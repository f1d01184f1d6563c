// Global hotkey bindings and dispatch
// A key-event source is injected as a capability; dispatch is a plain
// callback, no process-wide singleton.

use crate::archive::{BackupOutcome, RestoreOutcome};
use crate::session::Session;
use crate::status::StatusSink;

use serde::{Deserialize, Deserializer, Serialize};
use std::fmt;
use std::io;
use std::sync::Arc;

/// Keys available for global bindings. `None` disables the binding.
#[derive(Clone, Copy, Debug, Default, PartialEq, Eq, Serialize)]
pub enum HotkeyKey {
    #[default]
    None,
    F1,
    F2,
    F3,
    F4,
    F5,
    F6,
    F7,
    F8,
    F9,
    F10,
    F11,
    F12,
}

impl HotkeyKey {
    pub const ALL: [HotkeyKey; 13] = [
        HotkeyKey::None,
        HotkeyKey::F1,
        HotkeyKey::F2,
        HotkeyKey::F3,
        HotkeyKey::F4,
        HotkeyKey::F5,
        HotkeyKey::F6,
        HotkeyKey::F7,
        HotkeyKey::F8,
        HotkeyKey::F9,
        HotkeyKey::F10,
        HotkeyKey::F11,
        HotkeyKey::F12,
    ];

    pub fn name(self) -> &'static str {
        match self {
            HotkeyKey::None => "None",
            HotkeyKey::F1 => "F1",
            HotkeyKey::F2 => "F2",
            HotkeyKey::F3 => "F3",
            HotkeyKey::F4 => "F4",
            HotkeyKey::F5 => "F5",
            HotkeyKey::F6 => "F6",
            HotkeyKey::F7 => "F7",
            HotkeyKey::F8 => "F8",
            HotkeyKey::F9 => "F9",
            HotkeyKey::F10 => "F10",
            HotkeyKey::F11 => "F11",
            HotkeyKey::F12 => "F12",
        }
    }

    pub fn from_name(name: &str) -> Option<Self> {
        HotkeyKey::ALL.into_iter().find(|k| k.name() == name)
    }
}

impl fmt::Display for HotkeyKey {
    fn fmt(&self, f: &mut fmt::Formatter<'_>) -> fmt::Result {
        f.write_str(self.name())
    }
}

// Stored values from older versions or hand-edited files may hold anything;
// an unrecognized key name loads as None instead of failing the whole config.
impl<'de> Deserialize<'de> for HotkeyKey {
    fn deserialize<D: Deserializer<'de>>(deserializer: D) -> Result<Self, D::Error> {
        let name = String::deserialize(deserializer)?;
        Ok(HotkeyKey::from_name(&name).unwrap_or(HotkeyKey::None))
    }
}

#[derive(Clone, Copy, Debug, PartialEq, Eq)]
pub enum HotkeyAction {
    Backup,
    Restore,
}

/// Current resolved key for each action.
#[derive(Clone, Copy, Debug, Default, PartialEq, Eq)]
pub struct HotkeyBindings {
    pub backup: HotkeyKey,
    pub restore: HotkeyKey,
}

impl HotkeyBindings {
    pub fn set(&mut self, action: HotkeyAction, key: HotkeyKey) {
        match action {
            HotkeyAction::Backup => self.backup = key,
            HotkeyAction::Restore => self.restore = key,
        }
    }
}

/// Map a key-down event to at most one action. Backup is checked before
/// Restore, so a key bound to both actions backs up rather than restores.
pub fn resolve_action(key: HotkeyKey, bindings: &HotkeyBindings) -> Option<HotkeyAction> {
    if key == HotkeyKey::None {
        return None;
    }
    if key == bindings.backup {
        return Some(HotkeyAction::Backup);
    }
    if key == bindings.restore {
        return Some(HotkeyAction::Restore);
    }
    None
}

/// Capability handle over a stream of global key-down events.
///
/// Implementations deliver the callback from their own thread. `subscribe`
/// and `unsubscribe` are each called exactly once over the life of the
/// process; after `unsubscribe` returns no further callbacks fire.
pub trait KeySource {
    fn subscribe(&mut self, on_key_down: Box<dyn Fn(HotkeyKey) + Send>) -> io::Result<()>;
    fn unsubscribe(&mut self);
}

/// Routes key-down events to engine actions on the currently selected slot.
pub struct HotkeyDispatcher {
    session: Arc<Session>,
    sink: Arc<dyn StatusSink>,
}

impl HotkeyDispatcher {
    pub fn new(session: Arc<Session>, sink: Arc<dyn StatusSink>) -> Self {
        HotkeyDispatcher { session, sink }
    }

    /// Runs on the key-source thread. Every failure is reported through the
    /// status sink; nothing crosses back into the event source. Without a
    /// vault or a selected slot this is a no-op.
    pub fn on_key_down(&self, key: HotkeyKey) {
        let Some(action) = resolve_action(key, &self.session.bindings()) else {
            return;
        };
        let Some(vault) = self.session.current_vault() else {
            return;
        };
        let Some(index) = self.session.selected_slot() else {
            return;
        };

        match action {
            HotkeyAction::Backup => match vault.backup(index) {
                Ok(BackupOutcome::Created(_)) => self.sink.show_info("Backup created."),
                Ok(BackupOutcome::AlreadyExists) => {
                    self.sink.show_info("Save is already backed up.")
                }
                Err(e) => self.sink.show_error(&e.to_string()),
            },
            HotkeyAction::Restore => match vault.restore(index) {
                Ok(RestoreOutcome::Restored(_)) => self.sink.show_info("Save restored."),
                Ok(RestoreOutcome::NoBackups) => {
                    self.sink.show_info("There are no backups for this slot.")
                }
                Err(e) => self.sink.show_error(&e.to_string()),
            },
        }
    }
}

#[cfg(test)]
mod tests {
    use super::*;
    use crate::archive::Vault;
    use crate::status::{StatusLevel, StatusNote};
    use std::fs;
    use std::sync::Mutex;

    #[test]
    fn none_never_resolves() {
        let bindings = HotkeyBindings {
            backup: HotkeyKey::None,
            restore: HotkeyKey::None,
        };
        assert_eq!(resolve_action(HotkeyKey::None, &bindings), None);
        assert_eq!(resolve_action(HotkeyKey::F1, &bindings), None);
    }

    #[test]
    fn backup_wins_when_both_bindings_share_a_key() {
        let bindings = HotkeyBindings {
            backup: HotkeyKey::F5,
            restore: HotkeyKey::F5,
        };
        assert_eq!(
            resolve_action(HotkeyKey::F5, &bindings),
            Some(HotkeyAction::Backup)
        );
    }

    #[test]
    fn unbound_keys_resolve_to_nothing() {
        let bindings = HotkeyBindings {
            backup: HotkeyKey::F5,
            restore: HotkeyKey::F9,
        };
        assert_eq!(
            resolve_action(HotkeyKey::F9, &bindings),
            Some(HotkeyAction::Restore)
        );
        assert_eq!(resolve_action(HotkeyKey::F2, &bindings), None);
    }

    #[test]
    fn unknown_key_names_deserialize_to_none() {
        assert_eq!(
            serde_json::from_str::<HotkeyKey>("\"F13\"").unwrap(),
            HotkeyKey::None
        );
        assert_eq!(
            serde_json::from_str::<HotkeyKey>("\"F4\"").unwrap(),
            HotkeyKey::F4
        );
    }

    #[derive(Default)]
    struct RecordingSink(Mutex<Vec<StatusNote>>);

    impl StatusSink for RecordingSink {
        fn show_info(&self, message: &str) {
            self.0.lock().unwrap().push(StatusNote {
                level: StatusLevel::Info,
                text: message.to_string(),
            });
        }
        fn show_error(&self, message: &str) {
            self.0.lock().unwrap().push(StatusNote {
                level: StatusLevel::Error,
                text: message.to_string(),
            });
        }
    }

    fn dispatcher_over(dir: &std::path::Path) -> (HotkeyDispatcher, Arc<RecordingSink>) {
        let session = Arc::new(Session::new(HotkeyBindings {
            backup: HotkeyKey::F5,
            restore: HotkeyKey::F9,
        }));
        session.set_vault(Some(Arc::new(Vault::new(dir.to_path_buf()))));
        session.select_slot(Some(3));
        let sink = Arc::new(RecordingSink::default());
        (HotkeyDispatcher::new(session, sink.clone()), sink)
    }

    #[test]
    fn dispatch_runs_the_bound_action() {
        let dir = tempfile::tempdir().unwrap();
        fs::write(dir.path().join("gamedata_3.ato"), b"savedata").unwrap();
        let (dispatcher, sink) = dispatcher_over(dir.path());

        dispatcher.on_key_down(HotkeyKey::F5);
        let backups = fs::read_dir(dir.path()).unwrap().count();
        assert_eq!(backups, 2);

        dispatcher.on_key_down(HotkeyKey::F9);
        let notes = sink.0.lock().unwrap();
        assert_eq!(notes.len(), 2);
        assert_eq!(notes[0].text, "Backup created.");
        assert_eq!(notes[1].text, "Save restored.");
    }

    #[test]
    fn dispatch_reports_failures_instead_of_propagating() {
        let dir = tempfile::tempdir().unwrap();
        let (dispatcher, sink) = dispatcher_over(dir.path());

        // no active save: the error must land in the sink
        dispatcher.on_key_down(HotkeyKey::F5);
        let notes = sink.0.lock().unwrap();
        assert_eq!(notes.len(), 1);
        assert_eq!(notes[0].level, StatusLevel::Error);
    }

    #[test]
    fn dispatch_without_a_selected_slot_is_a_no_op() {
        let dir = tempfile::tempdir().unwrap();
        let (dispatcher, sink) = dispatcher_over(dir.path());
        dispatcher.session.select_slot(None);

        dispatcher.on_key_down(HotkeyKey::F5);
        assert!(sink.0.lock().unwrap().is_empty());
    }
}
........
**Try it**.
Working from the records above, write out verbatim only the lines from the line containing "#[derive(Clone, Copy, Debug, Default, PartialEq, Eq, Serialize)]" through the line containing "pub fn set(&mut".

**Solution to this problem**.
#[derive(Clone, Copy, Debug, Default, PartialEq, Eq, Serialize)]
pub enum HotkeyKey {
    #[default]
    None,
    F1,
    F2,
    F3,
    F4,
    F5,
    F6,
    F7,
    F8,
    F9,
    F10,
    F11,
    F12,
}

impl HotkeyKey {
    pub const ALL: [HotkeyKey; 13] = [
        HotkeyKey::None,
        HotkeyKey::F1,
        HotkeyKey::F2,
        HotkeyKey::F3,
        HotkeyKey::F4,
        HotkeyKey::F5,
        HotkeyKey::F6,
        HotkeyKey::F7,
        HotkeyKey::F8,
        HotkeyKey::F9,
        HotkeyKey::F10,
        HotkeyKey::F11,
        HotkeyKey::F12,
    ];

    pub fn name(self) -> &'static str {
        match self {
            HotkeyKey::None => "None",
            HotkeyKey::F1 => "F1",
            HotkeyKey::F2 => "F2",
            HotkeyKey::F3 => "F3",
            HotkeyKey::F4 => "F4",
            HotkeyKey::F5 => "F5",
            HotkeyKey::F6 => "F6",
            HotkeyKey::F7 => "F7",
            HotkeyKey::F8 => "F8",
            HotkeyKey::F9 => "F9",
            HotkeyKey::F10 => "F10",
            HotkeyKey::F11 => "F11",
            HotkeyKey::F12 => "F12",
        }
    }

    pub fn from_name(name: &str) -> Option<Self> {
        HotkeyKey::ALL.into_iter().find(|k| k.name() == name)
    }
}

impl fmt::Display for HotkeyKey {
    fn fmt(&self, f: &mut fmt::Formatter<'_>) -> fmt::Result {
        f.write_str(self.name())
    }
}

// Stored values from older versions or hand-edited files may hold anything;
// an unrecognized key name loads as None instead of failing the whole config.
impl<'de> Deserialize<'de> for HotkeyKey {
    fn deserialize<D: Deserializer<'de>>(deserializer: D) -> Result<Self, D::Error> {
        let name = String::deserialize(deserializer)?;
        Ok(HotkeyKey::from_name(&name).unwrap_or(HotkeyKey::None))
    }
}

#[derive(Clone, Copy, Debug, PartialEq, Eq)]
pub enum HotkeyAction {
    Backup,
    Restore,
}

/// Current resolved key for each action.
#[derive(Clone, Copy, Debug, Default, PartialEq, Eq)]
pub struct HotkeyBindings {
    pub backup: HotkeyKey,
    pub restore: HotkeyKey,
}

impl HotkeyBindings {
    pub fn set(&mut self, action: HotkeyAction, key: HotkeyKey) {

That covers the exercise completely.